The contract also provided for changes not included in the contract documents but considered necessary to complete the project. Such changes were to be documented in the form of a “request for proposal.” Metro would then issue a “change directive” authorizing A S to proceed with the work described in the request for proposal.
The contract provided that if A S was delayed in performing a critical task because of some act or omission of Metro or someone acting in Metro’s behalf, including an authorized change order, then A S could submit a written request for an extension of time with Metro or its architect or engineer “setting forth in detail all known facts and circumstances supporting the claim.” The contract defined a task as “critical” if it was on the critical path of the project schedule so that a delay in performing the task would delay the ultimate completion of the project. The contract required A S to continue performance regardless of the existence of any such claim.

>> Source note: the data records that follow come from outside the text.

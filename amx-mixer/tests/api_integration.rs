//! Integration tests for the amx-mixer HTTP API
//!
//! Drives the real router end to end: assets come from a local HTTP
//! server, the mix is published through a `LocalPublisher` into a temp dir.

mod helpers;

use amx_common::config::FetchConfig;
use amx_mixer::api::{create_router, AppContext};
use amx_mixer::audio::{SimpleDecoder, TARGET_SAMPLE_RATE};
use amx_mixer::config::PipelineSettings;
use amx_mixer::pipeline::Pipeline;
use amx_mixer::publisher::LocalPublisher;
use amx_mixer::stager::HttpStager;
use axum::body::Body;
use axum::http::{Method, Request, StatusCode};
use helpers::asset_server::spawn_asset_server;
use helpers::audio_generator::sine_wav_bytes;
use serde_json::{json, Value};
use std::sync::Arc;
use tempfile::TempDir;
use tower::ServiceExt;

const BASE_URL: &str = "http://media.test";

struct TestApp {
    router: axum::Router,
    assets: String,
    published: TempDir,
    staging: TempDir,
}

async fn setup_test_app() -> TestApp {
    let assets = spawn_asset_server(vec![
        ("bg.wav", sine_wav_bytes(TARGET_SAMPLE_RATE, 3000, 110.0, 0.3)),
        ("v1.wav", sine_wav_bytes(TARGET_SAMPLE_RATE, 500, 440.0, 0.4)),
        ("v2.wav", sine_wav_bytes(22050, 500, 660.0, 0.4)),
    ])
    .await;

    let published = tempfile::tempdir().unwrap();
    let staging = tempfile::tempdir().unwrap();

    let pipeline = Pipeline::new(
        Arc::new(HttpStager::new(&FetchConfig::default()).unwrap()),
        Arc::new(LocalPublisher::new(
            published.path().to_path_buf(),
            BASE_URL.to_string(),
        )),
        PipelineSettings {
            temp_dir: Some(staging.path().to_path_buf()),
            key_prefix: "final_audio".to_string(),
            bitrate_kbps: 192,
            max_voices: 4,
        },
    )
    .unwrap();

    TestApp {
        router: create_router(AppContext::new(pipeline)),
        assets,
        published,
        staging,
    }
}

async fn make_request(
    app: &axum::Router,
    method: Method,
    path: &str,
    body: Option<String>,
) -> (StatusCode, Value) {
    let mut request = Request::builder().method(method).uri(path);
    if body.is_some() {
        request = request.header("content-type", "application/json");
    }
    let request = request
        .body(body.map(Body::from).unwrap_or_else(Body::empty))
        .unwrap();

    let response = app.clone().oneshot(request).await.unwrap();
    let status = response.status();
    let bytes = axum::body::to_bytes(response.into_body(), usize::MAX)
        .await
        .unwrap();
    let value = serde_json::from_slice(&bytes).unwrap_or(Value::Null);
    (status, value)
}

async fn post_generate(app: &axum::Router, body: Value) -> (StatusCode, Value) {
    make_request(app, Method::POST, "/generate-audio", Some(body.to_string())).await
}

// =============================================================================
// Service info
// =============================================================================

#[tokio::test]
async fn test_health_endpoint() {
    let app = setup_test_app().await;
    let (status, body) = make_request(&app.router, Method::GET, "/health", None).await;

    assert_eq!(status, StatusCode::OK);
    assert_eq!(body["status"], "ok");
    assert_eq!(body["module"], "amx-mixer");
    assert_eq!(body["version"], env!("CARGO_PKG_VERSION"));
}

#[tokio::test]
async fn test_build_info_endpoint() {
    let app = setup_test_app().await;
    let (status, body) = make_request(&app.router, Method::GET, "/build_info", None).await;

    assert_eq!(status, StatusCode::OK);
    assert!(body["git_hash"].is_string());
    assert!(body["build_timestamp"].is_string());
    assert!(body["build_profile"].is_string());
}

// =============================================================================
// Generate audio
// =============================================================================

#[tokio::test]
async fn test_generate_audio_success() {
    let app = setup_test_app().await;
    let (status, body) = post_generate(
        &app.router,
        json!({
            "response_id": "resp42",
            "voice_urls": [
                format!("{}/v1.wav", app.assets),
                format!("{}/v2.wav", app.assets),
            ],
            "background_music_url": format!("{}/bg.wav", app.assets),
        }),
    )
    .await;

    assert_eq!(status, StatusCode::OK, "body: {}", body);
    assert_eq!(body["status"], "success");

    let url = body["audio_url"].as_str().unwrap();
    let key = url
        .strip_prefix(&format!("{}/", BASE_URL))
        .expect("url under base");
    assert!(key.starts_with("final_audio/final_resp42_"), "key {}", key);
    assert!(key.ends_with(".mp3"));

    let file = app.published.path().join(key);
    assert!(file.exists());

    // 7 loops x 2 voices of 0.5s: last starts at 13 * 2.5 = 32.5s
    let decoded = SimpleDecoder::decode_file(&file).unwrap();
    assert_eq!(decoded.sample_rate, TARGET_SAMPLE_RATE);
    assert_eq!(decoded.channels, 2);
    assert!(
        (decoded.duration_secs() - 33.0).abs() < 0.2,
        "decoded duration {}",
        decoded.duration_secs()
    );
    assert!(decoded.peak() > 0.0);

    // Staging areas are gone once the response is sent
    assert!(std::fs::read_dir(app.staging.path()).unwrap().next().is_none());
}

#[tokio::test]
async fn test_missing_asset_returns_fetch_error() {
    let app = setup_test_app().await;
    let (status, body) = post_generate(
        &app.router,
        json!({
            "response_id": "resp43",
            "voice_urls": [format!("{}/gone.mp3", app.assets)],
            "background_music_url": format!("{}/bg.wav", app.assets),
        }),
    )
    .await;

    assert_eq!(status, StatusCode::INTERNAL_SERVER_ERROR);
    assert_eq!(body["status"], "error");
    assert_eq!(body["error_kind"], "fetch_error");
    assert!(body["message"].as_str().unwrap().contains("404"));

    // Nothing published
    assert!(std::fs::read_dir(app.published.path()).unwrap().next().is_none());
    assert!(std::fs::read_dir(app.staging.path()).unwrap().next().is_none());
}

#[tokio::test]
async fn test_malformed_json_is_invalid_input() {
    let app = setup_test_app().await;
    let (status, body) = make_request(
        &app.router,
        Method::POST,
        "/generate-audio",
        Some("{not json".to_string()),
    )
    .await;

    assert_eq!(status, StatusCode::INTERNAL_SERVER_ERROR);
    assert_eq!(body["status"], "error");
    assert_eq!(body["error_kind"], "invalid_input");
    assert!(body["message"].is_string());
}

#[tokio::test]
async fn test_missing_field_is_invalid_input() {
    let app = setup_test_app().await;
    let (status, body) = post_generate(
        &app.router,
        json!({
            "response_id": "resp44",
            "voice_urls": [],
        }),
    )
    .await;

    assert_eq!(status, StatusCode::INTERNAL_SERVER_ERROR);
    assert_eq!(body["error_kind"], "invalid_input");
    assert!(body["message"]
        .as_str()
        .unwrap()
        .contains("background_music_url"));
}

#[tokio::test]
async fn test_unsafe_response_id_is_rejected() {
    let app = setup_test_app().await;
    let (status, body) = post_generate(
        &app.router,
        json!({
            "response_id": "../../escape",
            "voice_urls": [],
            "background_music_url": format!("{}/bg.wav", app.assets),
        }),
    )
    .await;

    assert_eq!(status, StatusCode::INTERNAL_SERVER_ERROR);
    assert_eq!(body["error_kind"], "invalid_input");
}

#[tokio::test]
async fn test_too_many_voices_is_invalid_input() {
    let app = setup_test_app().await;
    let voices = vec![format!("{}/v1.wav", app.assets); 5];
    let (status, body) = post_generate(
        &app.router,
        json!({
            "response_id": "resp45",
            "voice_urls": voices,
            "background_music_url": format!("{}/bg.wav", app.assets),
        }),
    )
    .await;

    assert_eq!(status, StatusCode::INTERNAL_SERVER_ERROR);
    assert_eq!(body["error_kind"], "invalid_input");
    assert!(body["message"].as_str().unwrap().contains("at most 4"));
    assert!(std::fs::read_dir(app.staging.path()).unwrap().next().is_none());
}

#[tokio::test]
async fn test_unknown_route_is_404() {
    let app = setup_test_app().await;
    let (status, _) = make_request(&app.router, Method::GET, "/nope", None).await;
    assert_eq!(status, StatusCode::NOT_FOUND);
}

Finally, the contract provided for two methods of termination by Metro. The first allowed Metro to terminate the contract for any reason upon written notice and was referred to as a “termination for convenience.” If the contract were terminated in this fashion, A S was to be compensated for labor, material, equipment and services accepted under the contract and any costs that had been incurred in preparing to perform and in performing the terminated portion of the work. A S was to also be compensated for the costs of settling claims of subcontractors and was to be allowed a fair amount for direct job site overhead and its profit under the contract. If, however, it appeared that A S would not have profited or would have sustained a loss had the entire contract been completed, then no compensation for profit was to be included.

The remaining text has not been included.